## What to work on
Of all the entries below, retype only the lines from the one with "use axum::body::Body;" through the one with "let response = app", exactly as they appear.

## Data to use
━━━
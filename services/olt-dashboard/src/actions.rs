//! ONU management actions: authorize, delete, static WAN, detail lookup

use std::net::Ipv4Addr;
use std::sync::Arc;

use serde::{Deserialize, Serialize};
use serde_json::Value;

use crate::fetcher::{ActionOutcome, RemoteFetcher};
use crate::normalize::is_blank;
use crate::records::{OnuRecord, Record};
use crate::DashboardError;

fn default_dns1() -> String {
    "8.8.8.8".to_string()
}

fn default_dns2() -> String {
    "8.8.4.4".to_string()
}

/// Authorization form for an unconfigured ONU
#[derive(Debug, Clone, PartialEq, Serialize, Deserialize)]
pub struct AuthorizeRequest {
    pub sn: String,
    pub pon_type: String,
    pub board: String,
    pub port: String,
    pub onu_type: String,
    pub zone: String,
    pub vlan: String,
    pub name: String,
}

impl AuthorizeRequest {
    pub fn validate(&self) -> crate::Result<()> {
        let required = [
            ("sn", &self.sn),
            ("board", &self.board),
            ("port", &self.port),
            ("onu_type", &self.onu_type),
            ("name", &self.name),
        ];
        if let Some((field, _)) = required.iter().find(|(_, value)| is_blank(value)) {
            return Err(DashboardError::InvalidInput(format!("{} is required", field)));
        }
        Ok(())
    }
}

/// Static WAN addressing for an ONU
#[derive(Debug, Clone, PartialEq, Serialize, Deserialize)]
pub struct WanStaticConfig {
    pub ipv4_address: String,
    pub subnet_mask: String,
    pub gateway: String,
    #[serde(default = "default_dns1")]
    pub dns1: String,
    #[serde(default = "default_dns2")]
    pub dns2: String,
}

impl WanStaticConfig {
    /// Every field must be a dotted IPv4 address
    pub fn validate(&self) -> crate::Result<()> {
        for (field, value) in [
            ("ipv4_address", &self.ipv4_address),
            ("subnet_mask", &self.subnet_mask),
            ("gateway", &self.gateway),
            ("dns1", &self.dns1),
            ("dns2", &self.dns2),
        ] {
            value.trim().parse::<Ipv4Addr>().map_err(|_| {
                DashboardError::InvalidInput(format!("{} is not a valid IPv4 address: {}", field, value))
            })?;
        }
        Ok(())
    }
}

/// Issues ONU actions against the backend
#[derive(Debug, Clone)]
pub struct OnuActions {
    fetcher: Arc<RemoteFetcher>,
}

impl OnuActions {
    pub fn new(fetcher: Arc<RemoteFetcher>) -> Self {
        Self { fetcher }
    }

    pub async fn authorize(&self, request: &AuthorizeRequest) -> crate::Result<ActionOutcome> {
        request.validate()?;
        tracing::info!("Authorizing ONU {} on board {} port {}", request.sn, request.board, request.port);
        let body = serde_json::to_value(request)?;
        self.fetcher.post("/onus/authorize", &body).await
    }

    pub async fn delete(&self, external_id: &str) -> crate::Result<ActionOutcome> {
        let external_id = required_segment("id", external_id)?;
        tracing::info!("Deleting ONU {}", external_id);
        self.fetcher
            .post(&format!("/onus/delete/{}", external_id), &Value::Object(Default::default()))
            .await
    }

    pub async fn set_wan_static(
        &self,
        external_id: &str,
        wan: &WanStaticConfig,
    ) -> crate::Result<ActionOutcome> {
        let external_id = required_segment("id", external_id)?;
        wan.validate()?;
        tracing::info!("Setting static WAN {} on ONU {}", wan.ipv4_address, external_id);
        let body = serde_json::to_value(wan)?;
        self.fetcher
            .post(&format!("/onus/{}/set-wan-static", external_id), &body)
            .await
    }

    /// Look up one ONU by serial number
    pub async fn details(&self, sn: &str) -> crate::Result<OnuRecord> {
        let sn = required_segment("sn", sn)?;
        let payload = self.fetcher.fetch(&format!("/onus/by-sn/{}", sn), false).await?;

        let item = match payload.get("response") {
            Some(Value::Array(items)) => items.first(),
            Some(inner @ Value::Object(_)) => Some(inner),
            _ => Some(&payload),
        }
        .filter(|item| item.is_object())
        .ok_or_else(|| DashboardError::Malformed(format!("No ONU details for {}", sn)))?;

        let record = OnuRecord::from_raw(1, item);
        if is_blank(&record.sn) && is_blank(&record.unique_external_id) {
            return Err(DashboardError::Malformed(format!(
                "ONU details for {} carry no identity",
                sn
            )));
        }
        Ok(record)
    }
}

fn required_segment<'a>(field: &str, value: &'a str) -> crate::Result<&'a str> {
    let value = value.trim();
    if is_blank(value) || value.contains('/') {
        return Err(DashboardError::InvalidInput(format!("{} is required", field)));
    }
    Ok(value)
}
━━━
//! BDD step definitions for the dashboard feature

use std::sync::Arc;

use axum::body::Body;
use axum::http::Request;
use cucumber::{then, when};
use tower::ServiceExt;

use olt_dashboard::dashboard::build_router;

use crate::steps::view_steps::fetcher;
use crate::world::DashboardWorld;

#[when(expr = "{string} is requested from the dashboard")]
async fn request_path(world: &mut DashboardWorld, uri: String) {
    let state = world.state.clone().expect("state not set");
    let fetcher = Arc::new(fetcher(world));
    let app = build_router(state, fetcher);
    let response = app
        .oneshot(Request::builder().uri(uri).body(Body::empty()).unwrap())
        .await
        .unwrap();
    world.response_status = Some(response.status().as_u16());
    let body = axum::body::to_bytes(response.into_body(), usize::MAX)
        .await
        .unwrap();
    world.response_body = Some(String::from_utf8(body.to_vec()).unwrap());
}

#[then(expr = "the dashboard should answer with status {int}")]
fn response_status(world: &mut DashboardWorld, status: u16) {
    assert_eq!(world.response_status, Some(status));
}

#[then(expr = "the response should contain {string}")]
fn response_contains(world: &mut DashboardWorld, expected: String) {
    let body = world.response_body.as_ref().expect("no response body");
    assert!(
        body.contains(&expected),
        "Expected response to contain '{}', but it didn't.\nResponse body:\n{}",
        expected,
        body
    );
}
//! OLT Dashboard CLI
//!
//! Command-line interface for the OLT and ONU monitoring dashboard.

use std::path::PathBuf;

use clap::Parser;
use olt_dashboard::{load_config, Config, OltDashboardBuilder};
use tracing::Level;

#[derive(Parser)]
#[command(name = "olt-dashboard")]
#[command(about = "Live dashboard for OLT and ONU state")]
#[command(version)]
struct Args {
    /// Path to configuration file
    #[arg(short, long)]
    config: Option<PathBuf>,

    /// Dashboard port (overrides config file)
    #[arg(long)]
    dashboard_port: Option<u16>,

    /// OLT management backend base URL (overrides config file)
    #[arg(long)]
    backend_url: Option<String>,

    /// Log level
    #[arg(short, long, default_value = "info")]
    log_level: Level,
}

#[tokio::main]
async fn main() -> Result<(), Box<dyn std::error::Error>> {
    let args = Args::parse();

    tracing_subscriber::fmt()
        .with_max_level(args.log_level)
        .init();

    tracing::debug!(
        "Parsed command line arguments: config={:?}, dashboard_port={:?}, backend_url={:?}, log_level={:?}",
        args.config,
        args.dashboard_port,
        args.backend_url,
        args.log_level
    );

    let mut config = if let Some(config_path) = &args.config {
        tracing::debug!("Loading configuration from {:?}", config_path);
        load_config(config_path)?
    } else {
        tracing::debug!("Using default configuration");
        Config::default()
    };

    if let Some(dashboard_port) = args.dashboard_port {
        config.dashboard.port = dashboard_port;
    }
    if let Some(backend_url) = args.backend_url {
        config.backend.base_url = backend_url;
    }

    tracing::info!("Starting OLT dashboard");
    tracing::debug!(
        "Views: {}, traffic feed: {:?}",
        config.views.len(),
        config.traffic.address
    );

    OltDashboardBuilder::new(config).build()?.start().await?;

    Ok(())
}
━━━
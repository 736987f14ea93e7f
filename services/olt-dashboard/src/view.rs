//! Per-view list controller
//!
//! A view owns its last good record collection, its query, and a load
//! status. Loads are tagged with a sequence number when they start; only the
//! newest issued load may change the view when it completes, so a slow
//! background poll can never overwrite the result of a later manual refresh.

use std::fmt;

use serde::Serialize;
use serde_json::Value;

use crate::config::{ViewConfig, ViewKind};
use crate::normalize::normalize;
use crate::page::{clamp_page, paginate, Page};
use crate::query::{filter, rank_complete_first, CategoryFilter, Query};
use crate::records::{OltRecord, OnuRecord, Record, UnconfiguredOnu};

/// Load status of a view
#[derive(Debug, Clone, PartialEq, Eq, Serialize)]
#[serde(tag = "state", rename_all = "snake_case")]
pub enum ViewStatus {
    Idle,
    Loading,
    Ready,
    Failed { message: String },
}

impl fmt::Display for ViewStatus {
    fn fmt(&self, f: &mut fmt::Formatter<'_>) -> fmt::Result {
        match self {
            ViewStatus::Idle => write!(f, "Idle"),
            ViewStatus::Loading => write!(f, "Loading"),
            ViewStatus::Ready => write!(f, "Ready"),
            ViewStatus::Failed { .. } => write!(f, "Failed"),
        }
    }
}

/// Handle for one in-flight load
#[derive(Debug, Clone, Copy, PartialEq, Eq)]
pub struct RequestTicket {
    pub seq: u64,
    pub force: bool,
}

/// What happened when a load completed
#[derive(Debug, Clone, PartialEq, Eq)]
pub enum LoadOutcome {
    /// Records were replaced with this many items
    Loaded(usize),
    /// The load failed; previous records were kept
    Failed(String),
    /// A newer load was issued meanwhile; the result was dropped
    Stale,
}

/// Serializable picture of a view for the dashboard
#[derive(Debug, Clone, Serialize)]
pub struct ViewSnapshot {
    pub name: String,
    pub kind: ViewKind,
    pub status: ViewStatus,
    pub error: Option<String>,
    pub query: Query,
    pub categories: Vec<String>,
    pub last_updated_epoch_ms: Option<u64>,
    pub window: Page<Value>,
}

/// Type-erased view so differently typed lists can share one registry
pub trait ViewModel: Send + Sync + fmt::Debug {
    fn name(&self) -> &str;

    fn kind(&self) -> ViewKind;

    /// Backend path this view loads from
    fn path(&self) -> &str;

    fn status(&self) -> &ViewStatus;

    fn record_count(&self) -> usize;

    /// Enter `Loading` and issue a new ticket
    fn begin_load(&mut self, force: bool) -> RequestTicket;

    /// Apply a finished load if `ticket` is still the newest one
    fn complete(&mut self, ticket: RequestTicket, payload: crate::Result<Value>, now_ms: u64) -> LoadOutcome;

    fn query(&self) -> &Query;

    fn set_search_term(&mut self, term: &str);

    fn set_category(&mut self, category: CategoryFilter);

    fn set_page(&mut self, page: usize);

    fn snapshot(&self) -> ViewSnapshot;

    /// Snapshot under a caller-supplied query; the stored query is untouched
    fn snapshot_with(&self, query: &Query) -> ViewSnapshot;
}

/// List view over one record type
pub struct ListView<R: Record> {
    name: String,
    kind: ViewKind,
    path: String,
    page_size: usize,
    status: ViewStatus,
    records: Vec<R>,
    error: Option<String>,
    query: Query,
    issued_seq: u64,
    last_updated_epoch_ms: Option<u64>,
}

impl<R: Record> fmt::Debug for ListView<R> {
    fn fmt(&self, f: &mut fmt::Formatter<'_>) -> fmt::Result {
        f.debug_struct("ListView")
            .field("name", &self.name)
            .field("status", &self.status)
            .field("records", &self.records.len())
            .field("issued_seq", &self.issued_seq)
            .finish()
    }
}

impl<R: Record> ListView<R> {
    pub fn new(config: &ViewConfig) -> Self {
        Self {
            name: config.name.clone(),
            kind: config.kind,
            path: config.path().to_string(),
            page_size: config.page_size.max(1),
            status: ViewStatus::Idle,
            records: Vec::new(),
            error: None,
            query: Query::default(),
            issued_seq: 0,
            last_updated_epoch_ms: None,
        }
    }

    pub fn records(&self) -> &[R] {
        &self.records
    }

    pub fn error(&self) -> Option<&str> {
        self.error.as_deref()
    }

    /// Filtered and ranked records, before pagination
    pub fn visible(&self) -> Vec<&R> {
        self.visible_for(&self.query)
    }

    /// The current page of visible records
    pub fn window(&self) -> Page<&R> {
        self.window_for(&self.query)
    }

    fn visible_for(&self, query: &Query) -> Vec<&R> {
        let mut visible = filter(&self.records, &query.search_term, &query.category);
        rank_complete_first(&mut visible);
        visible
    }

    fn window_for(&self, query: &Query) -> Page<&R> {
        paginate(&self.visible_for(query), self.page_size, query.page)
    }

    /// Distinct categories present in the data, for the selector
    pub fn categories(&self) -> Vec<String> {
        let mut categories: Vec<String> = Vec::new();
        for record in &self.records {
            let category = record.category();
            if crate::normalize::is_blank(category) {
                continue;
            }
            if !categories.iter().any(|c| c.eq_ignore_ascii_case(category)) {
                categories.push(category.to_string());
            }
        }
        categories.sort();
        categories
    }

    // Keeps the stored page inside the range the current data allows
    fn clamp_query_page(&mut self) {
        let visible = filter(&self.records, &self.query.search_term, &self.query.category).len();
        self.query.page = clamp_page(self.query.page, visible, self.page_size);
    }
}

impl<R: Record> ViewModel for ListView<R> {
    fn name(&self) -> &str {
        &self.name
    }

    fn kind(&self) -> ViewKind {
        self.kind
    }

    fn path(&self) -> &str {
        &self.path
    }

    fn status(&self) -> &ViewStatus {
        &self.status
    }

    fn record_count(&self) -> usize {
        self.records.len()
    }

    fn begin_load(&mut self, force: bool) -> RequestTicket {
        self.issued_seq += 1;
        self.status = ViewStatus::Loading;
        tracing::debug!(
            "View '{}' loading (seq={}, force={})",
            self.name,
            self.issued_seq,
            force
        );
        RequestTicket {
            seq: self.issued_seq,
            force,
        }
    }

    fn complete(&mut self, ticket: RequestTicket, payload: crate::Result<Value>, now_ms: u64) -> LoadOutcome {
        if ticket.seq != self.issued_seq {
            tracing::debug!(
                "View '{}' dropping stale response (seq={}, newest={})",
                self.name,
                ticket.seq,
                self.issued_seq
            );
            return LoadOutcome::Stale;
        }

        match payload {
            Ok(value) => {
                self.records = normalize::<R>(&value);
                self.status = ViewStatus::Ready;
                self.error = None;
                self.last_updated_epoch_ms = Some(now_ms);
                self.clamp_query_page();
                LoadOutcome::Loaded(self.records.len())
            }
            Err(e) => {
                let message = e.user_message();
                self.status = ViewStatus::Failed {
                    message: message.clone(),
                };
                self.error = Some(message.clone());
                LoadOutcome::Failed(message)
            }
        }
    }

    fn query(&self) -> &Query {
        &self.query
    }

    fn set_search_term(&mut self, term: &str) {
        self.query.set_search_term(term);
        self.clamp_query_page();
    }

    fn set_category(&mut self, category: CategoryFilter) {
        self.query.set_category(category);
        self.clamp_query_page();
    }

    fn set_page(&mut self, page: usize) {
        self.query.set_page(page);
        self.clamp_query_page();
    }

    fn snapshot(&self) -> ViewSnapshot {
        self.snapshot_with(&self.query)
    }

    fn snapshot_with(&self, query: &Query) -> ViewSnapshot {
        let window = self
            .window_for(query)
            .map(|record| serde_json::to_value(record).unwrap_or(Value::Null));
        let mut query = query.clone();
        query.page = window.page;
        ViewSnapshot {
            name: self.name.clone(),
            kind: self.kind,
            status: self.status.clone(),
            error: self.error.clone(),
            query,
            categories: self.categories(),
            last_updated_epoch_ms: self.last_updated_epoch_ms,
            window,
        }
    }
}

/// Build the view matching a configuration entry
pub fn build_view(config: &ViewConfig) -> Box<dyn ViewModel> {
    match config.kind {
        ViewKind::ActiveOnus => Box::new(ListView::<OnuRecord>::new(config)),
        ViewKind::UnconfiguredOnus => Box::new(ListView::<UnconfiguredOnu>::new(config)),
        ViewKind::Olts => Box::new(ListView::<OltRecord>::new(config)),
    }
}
━━━
## Response to this exercise
use axum::body::Body;
use axum::http::Request;
use cucumber::{then, when};
use tower::ServiceExt;

use olt_dashboard::dashboard::build_router;

use crate::steps::view_steps::fetcher;
use crate::world::DashboardWorld;

#[when(expr = "{string} is requested from the dashboard")]
async fn request_path(world: &mut DashboardWorld, uri: String) {
    let state = world.state.clone().expect("state not set");
    let fetcher = Arc::new(fetcher(world));
    let app = build_router(state, fetcher);
    let response = app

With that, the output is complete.